DeepMind has teamed up with Google Maps to accurately predict traffic conditions.

Usually the navigation app on your phone can help you understand the current road conditions, but you can’t predict what will happen in the next 10 minutes, 20 minutes, or even 50 minutes. In this link, artificial intelligence plays a role. Google recently announced on its official blog that Google Maps has launched DeepMind’s new machine learning model to predict future traffic congestion in real time.

Google said in a blog post that with the new model, Google Maps has improved its real-time forecast arrival time accuracy by 50 percent in some cities. “Our model is already very accurate in predicting time, remaining accurate on 97 percent of trips, and by working with DeepMind, we can further reduce the percentage of inaccurate forecast arrival times for Graph Neural Networks.” Google said in a blog post.

DeepMind has teamed up with Google Maps to accurately predict traffic conditions.

Google says Google Maps has improved its real-time forecast arrival time accuracy by 50% in some cities

The improvement of the predictive accuracy of this model is due to the comprehensiveness of the data.

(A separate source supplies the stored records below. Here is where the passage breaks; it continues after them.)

//! Cascade & soft-delete (C9): after a successful soft-delete, recursively
//! soft-deletes rows in every other registered table that references the
//! deleted rows through an `OnDelete::Cascade` foreign key, per §4.8.
//!
//! Only tables that themselves declare a `soft_delete_field` participate —
//! a cascade never hard-deletes on behalf of a soft-delete (§4.8 step 3).
//! Traversal terminates because each recursive step operates on a strictly
//! smaller remaining id-set per table: a table already visited in the
//! current cascade is not revisited (testable property #12).

use std::collections::HashSet;

use crate::codec::DialectCodec;
use crate::driver::Driver;
use crate::error::Result;
use crate::mutate::Engine;
use crate::schema::{OnDelete, TableInfo};
use crate::template::{Template, TemplateBuilder};
use crate::value::{DbValue, Value};

/// The full set of tables known to a cascade pass. Supplied by application
/// start-up code that registers every schema-declared table (out of scope,
/// §1); the cascade engine only needs the capability view.
pub type Registry = [&'static dyn TableInfo];

/// Soft-deletes every row of `table` whose primary key is in `ids`, then
/// follows every `OnDelete::Cascade` reference that targets `table` from a
/// table in `registry` which itself supports soft-delete, recursing into
/// those rows in turn.
///
/// Returns the total number of rows soft-deleted, across the root table and
/// every cascaded table.
pub async fn cascade_soft_delete(
    driver: &dyn Driver,
    codec: &dyn DialectCodec,
    registry: &Registry,
    table: &'static dyn TableInfo,
    ids: Vec<DbValue>,
) -> Result<u64> {
    let mut visited: HashSet<&'static str> = HashSet::new();
    cascade_inner(driver, codec, registry, table, ids, &mut visited).await
}

fn cascade_inner<'a>(
    driver: &'a dyn Driver,
    codec: &'a dyn DialectCodec,
    registry: &'a Registry,
    table: &'static dyn TableInfo,
    ids: Vec<DbValue>,
    visited: &'a mut HashSet<&'static str>,
) -> std::pin::Pin<Box<dyn std::future::Future<Output = Result<u64>> + 'a>> {
    Box::pin(async move {
        if ids.is_empty() || visited.contains(table.name()) {
            return Ok(0);
        }
        visited.insert(table.name());

        let engine = Engine::new(driver, codec);
        let soft_deleted = engine.soft_delete_by_ids(table, ids.clone()).await?;
        let mut total = soft_deleted.iter().filter(|r| r.is_some()).count() as u64;

        for referrer in registry.iter() {
            if referrer.soft_delete_field().is_none() {
                continue;
            }
            for reference in referrer.references() {
                if reference.on_delete() != OnDelete::Cascade {
                    continue;
                }
                if reference.target_table().name() != table.name() {
                    continue;
                }
                let Some(source_field) = reference.source_fields().first().copied() else {
                    continue;
                };
                let where_in = where_field_in(referrer.name(), source_field, &ids);
                let child_ids = select_ids(driver, referrer, &where_in).await?;
                total += cascade_inner(driver, codec, registry, *referrer, child_ids, visited).await?;
            }
        }

        Ok(total)
    })
}

/// Soft-deletes every row of `table` matching `where_fragment`, then
/// cascades from the affected primary keys exactly as [`cascade_soft_delete`]
/// does for an explicit id list.
///
/// `where_fragment` must not itself contain the `WHERE` keyword — it is
/// spliced after one this function supplies, matching the convention of
/// every other `where_fragment`-taking API in this crate (`Engine::update_where`,
/// `Engine::delete_where`, `Engine::soft_delete_where`).
pub async fn cascade_soft_delete_where(
    driver: &dyn Driver,
    codec: &dyn DialectCodec,
    registry: &Registry,
    table: &'static dyn TableInfo,
    where_fragment: Template,
) -> Result<u64> {
    let ids = select_ids(driver, table, &where_fragment).await?;
    cascade_soft_delete(driver, codec, registry, table, ids).await
}

/// Selects the primary keys of `table` matching `where_fragment`.
/// `where_fragment` must not contain the `WHERE` keyword itself — this
/// function supplies it, matching `Engine::update_where`/`delete_where`.
async fn select_ids(
    driver: &dyn Driver,
    table: &'static dyn TableInfo,
    where_fragment: &Template,
) -> Result<Vec<DbValue>> {
    let Some(pk) = table.primary_key() else {
        return Ok(Vec::new());
    };
    let mut b = TemplateBuilder::new();
    b.append_literal("SELECT ");
    b.push_value(Value::Identifier(pk.to_string()));
    b.append_literal(" FROM ");
    b.push_value(Value::Identifier(table.name().to_string()));
    b.append_literal(" WHERE ");
    b.splice_fragment(where_fragment.clone());
    let tpl = b.seal();
    let rendered = crate::render::render(&tpl, driver.dialect());
    let rows = driver.all(&rendered.sql, &rendered.params).await?;
    Ok(rows
        .into_iter()
        .filter_map(|mut row| row.shift_remove(pk))
        .collect())
}

/// Builds a WHERE-less `"{table}"."{field}" IN (...)` fragment — the
/// `WHERE` keyword itself is added by [`select_ids`], per this crate's
/// shared convention for `where_fragment`-taking APIs.
fn where_field_in(table: &str, field: &str, ids: &[DbValue]) -> Template {
    let mut b = TemplateBuilder::new();
    b.push_value(Value::Identifier(table.to_string()));
    b.append_literal(".");
    b.push_value(Value::Identifier(field.to_string()));
    b.append_literal(" IN (");
    for (i, id) in ids.iter().enumerate() {
        if i > 0 {
            b.append_literal(", ");
        }
        b.push_value(Value::Literal(id.clone()));
    }
    b.append_literal(")");
    b.seal()
}

#[cfg(test)]
mod tests {
    use async_trait::async_trait;

    use super::*;
    use crate::codec::DefaultDialectCodec;
    use crate::dialect::{DeclaredType, Dialect, DialectKind};
    use crate::driver::{MigrationLock, Row};
    use crate::schema::{FieldInfo, MarkerOp, ReferenceInfo, TableKind};
    use crate::value::Builtin;

    #[derive(Debug, Default, Clone, Copy)]
    struct FakeDialect;

    impl Dialect for FakeDialect {
        fn kind(&self) -> DialectKind {
            DialectKind::Sqlite
        }
        fn quote_identifier(&self, ident: &str) -> String {
            format!("\"{ident}\"")
        }
        fn placeholder(&self, index: usize) -> String {
            format!("?{index}")
        }
        fn supports_returning(&self) -> bool {
            true
        }
        fn column_type_sql(&self, _ty: DeclaredType) -> &'static str {
            "TEXT"
        }
        fn supports_online_foreign_key_add(&self) -> bool {
            false
        }
    }

    struct FakeDriver {
        dialect: FakeDialect,
    }

    #[async_trait]
    impl Driver for FakeDriver {
        fn dialect(&self) -> &dyn Dialect {
            &self.dialect
        }

        async fn all(&self, sql: &str, _params: &[DbValue]) -> Result<Vec<Row>> {
            let row = |id: i64| {
                let mut r = Row::new();
                r.insert("id".to_string(), DbValue::Int(id));
                r.insert("deleted_at".to_string(), DbValue::Text("2026-07-28 00:00:00.000".into()));
                r
            };
            if sql.starts_with("SELECT") && sql.contains("FROM \"parent\"") {
                return Ok(vec![row(1), row(2)]);
            }
            if sql.starts_with("SELECT") && sql.contains("FROM \"child\"") {
                return Ok(vec![row(10), row(20)]);
            }
            if sql.starts_with("UPDATE \"parent\"") {
                return Ok(vec![row(1), row(2)]);
            }
            if sql.starts_with("UPDATE \"child\"") {
                return Ok(vec![row(10), row(20)]);
            }
            Ok(Vec::new())
        }

        async fn get(&self, _sql: &str, _params: &[DbValue]) -> Result<Option<Row>> {
            Ok(None)
        }

        async fn run(&self, _sql: &str, _params: &[DbValue]) -> Result<u64> {
            Ok(0)
        }

        async fn val(&self, _sql: &str, _params: &[DbValue]) -> Result<Option<DbValue>> {
            Ok(None)
        }

        async fn acquire_migration_lock(&self) -> Result<Option<Box<dyn MigrationLock>>> {
            Ok(None)
        }

        async fn list_columns(&self, _table: &str) -> Result<Vec<String>> {
            Ok(Vec::new())
        }
        async fn list_unique_constraints(&self, _table: &str) -> Result<Vec<Vec<String>>> {
            Ok(Vec::new())
        }
        async fn list_foreign_keys(&self, _table: &str) -> Result<Vec<(Vec<String>, String)>> {
            Ok(Vec::new())
        }
        async fn table_exists(&self, _table: &str) -> Result<bool> {
            Ok(true)
        }
    }

    struct IdField;
    impl FieldInfo for IdField {
        fn name(&self) -> &str {
            "id"
        }
        fn nullable(&self) -> bool {
            false
        }
        fn auto_increment(&self) -> bool {
            true
        }
        fn unique(&self) -> bool {
            true
        }
        fn declared_type(&self) -> DeclaredType {
            DeclaredType::Integer
        }
    }

    struct DeletedAtField;
    impl FieldInfo for DeletedAtField {
        fn name(&self) -> &str {
            "deleted_at"
        }
        fn nullable(&self) -> bool {
            true
        }
        fn auto_increment(&self) -> bool {
            false
        }
        fn unique(&self) -> bool {
            false
        }
        fn declared_type(&self) -> DeclaredType {
            DeclaredType::Datetime
        }
        fn marker(&self, op: MarkerOp) -> Option<crate::schema::Marker> {
            match op {
                MarkerOp::Updated | MarkerOp::Upserted => {
                    Some(crate::schema::Marker::Builtin(Builtin::CurrentTimestamp))
                }
                MarkerOp::Inserted => None,
            }
        }
    }

    struct ParentIdField;
    impl FieldInfo for ParentIdField {
        fn name(&self) -> &str {
            "parent_id"
        }
        fn nullable(&self) -> bool {
            true
        }
        fn auto_increment(&self) -> bool {
            false
        }
        fn unique(&self) -> bool {
            false
        }
        fn declared_type(&self) -> DeclaredType {
            DeclaredType::Integer
        }
    }

    static ID_FIELD: IdField = IdField;
    static DELETED_AT_FIELD: DeletedAtField = DeletedAtField;
    static PARENT_ID_FIELD: ParentIdField = ParentIdField;

    struct ParentTable;
    static PARENT_FIELDS: [&dyn FieldInfo; 2] = [&ID_FIELD, &DELETED_AT_FIELD];
    impl TableInfo for ParentTable {
        fn name(&self) -> &str {
            "parent"
        }
        fn kind(&self) -> TableKind {
            TableKind::Full
        }
        fn fields(&self) -> &[&'static dyn FieldInfo] {
            &PARENT_FIELDS
        }
        fn primary_key(&self) -> Option<&str> {
            Some("id")
        }
        fn soft_delete_field(&self) -> Option<&str> {
            Some("deleted_at")
        }
    }
    static PARENT_TABLE: ParentTable = ParentTable;

    struct ChildToParent;
    impl ReferenceInfo for ChildToParent {
        fn source_fields(&self) -> &[&str] {
            &["parent_id"]
        }
        fn target_table(&self) -> &'static dyn TableInfo {
            &PARENT_TABLE
        }
        fn target_fields(&self) -> &[&str] {
            &["id"]
        }
        fn forward_role(&self) -> &str {
            "parent"
        }
        fn on_delete(&self) -> OnDelete {
            OnDelete::Cascade
        }
    }
    static CHILD_TO_PARENT: ChildToParent = ChildToParent;

    struct ChildTable;
    static CHILD_FIELDS: [&dyn FieldInfo; 3] = [&ID_FIELD, &PARENT_ID_FIELD, &DELETED_AT_FIELD];
    static CHILD_REFERENCES: [&dyn ReferenceInfo; 1] = [&CHILD_TO_PARENT];
    impl TableInfo for ChildTable {
        fn name(&self) -> &str {
            "child"
        }
        fn kind(&self) -> TableKind {
            TableKind::Full
        }
        fn fields(&self) -> &[&'static dyn FieldInfo] {
            &CHILD_FIELDS
        }
        fn primary_key(&self) -> Option<&str> {
            Some("id")
        }
        fn references(&self) -> &[&'static dyn ReferenceInfo] {
            &CHILD_REFERENCES
        }
        fn soft_delete_field(&self) -> Option<&str> {
            Some("deleted_at")
        }
    }
    static CHILD_TABLE: ChildTable = ChildTable;

    #[tokio::test]
    async fn cascade_soft_delete_where_cascades_into_referencing_table() {
        let driver = FakeDriver { dialect: FakeDialect };
        let codec = DefaultDialectCodec;
        let registry: &Registry = &[&PARENT_TABLE, &CHILD_TABLE];

        let mut where_fragment = TemplateBuilder::new();
        where_fragment
            .push_value(Value::Identifier("deleted_at".to_string()))
            .append_literal(" IS NULL");

        let total = cascade_soft_delete_where(
            &driver,
            &codec,
            registry,
            &PARENT_TABLE,
            where_fragment.seal(),
        )
        .await
        .unwrap();

        // 2 parent rows + 2 cascaded child rows.
        assert_eq!(total, 4);
    }
}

According to Google, the new model includes real-time traffic information collected anonymously from Android devices, historical traffic data, speed limits from local governments and construction sites, and information about the quality, size and direction of any given road.

DeepMind, an artificial intelligence star owned by Alphabet, Google’s parent company, has long wanted to combine its technology with practical applications. According to DeepMind, in this collaboration with Google Maps, the company designed a model that divides the map into “super sections”: adjacent streets that share traffic. Each super-section is paired with a neural network that can predict the flow of that segment. It’s not clear how big these supercars are, but Google says their sizes change “dynamically,” suggesting that they change with traffic and that the amount of information on each segment reaches trillions of bytes. The key to the whole process is to use Graph Neural Networks, which DeepMind says is particularly well suited to processing such mapping data.

Google says two data are critical throughout the model: authoritative data from local governments and real-time feedback from users. Authoritative data can let Google Maps know if speed limits, tolls or certain roads are restricted by buildings or new crown outbreaks. Real-time feedback from drivers can help Google Maps quickly show whether a road or lane is closed, whether there are buildings nearby, whether there are disabled vehicles or objects on the road, and so on. At the same time, the data can help maps understand unexpected changes in road conditions affected by mudslides, blizzards, or other natural forces.

With the help of this model, users can use the most efficient driving routes. For example, when a model predicts that AC traffic in one direction may increase, a bill of lading scheme with low traffic flow is automatically found for the user. The model also considers road quality factors, and if the road is not paved or covered with gravel, dirt, and dirt, the model also allows the user to choose an alternative.

Back in real life, you may not have to worry about road conditions in the future, but can go to the appointment as scheduled. When you leave home, traffic may be unobstructed and undisturbed. But Google Maps can predict and live traffic, and you can see that if you continue on your current road, you’re likely to get stuck in unexpected traffic jams within about 30 minutes, which means users are likely to miss appointments. So Google Maps will use its knowledge of nearby road conditions and events to automatically re-route users to help them avoid traffic jams and make appointments on time.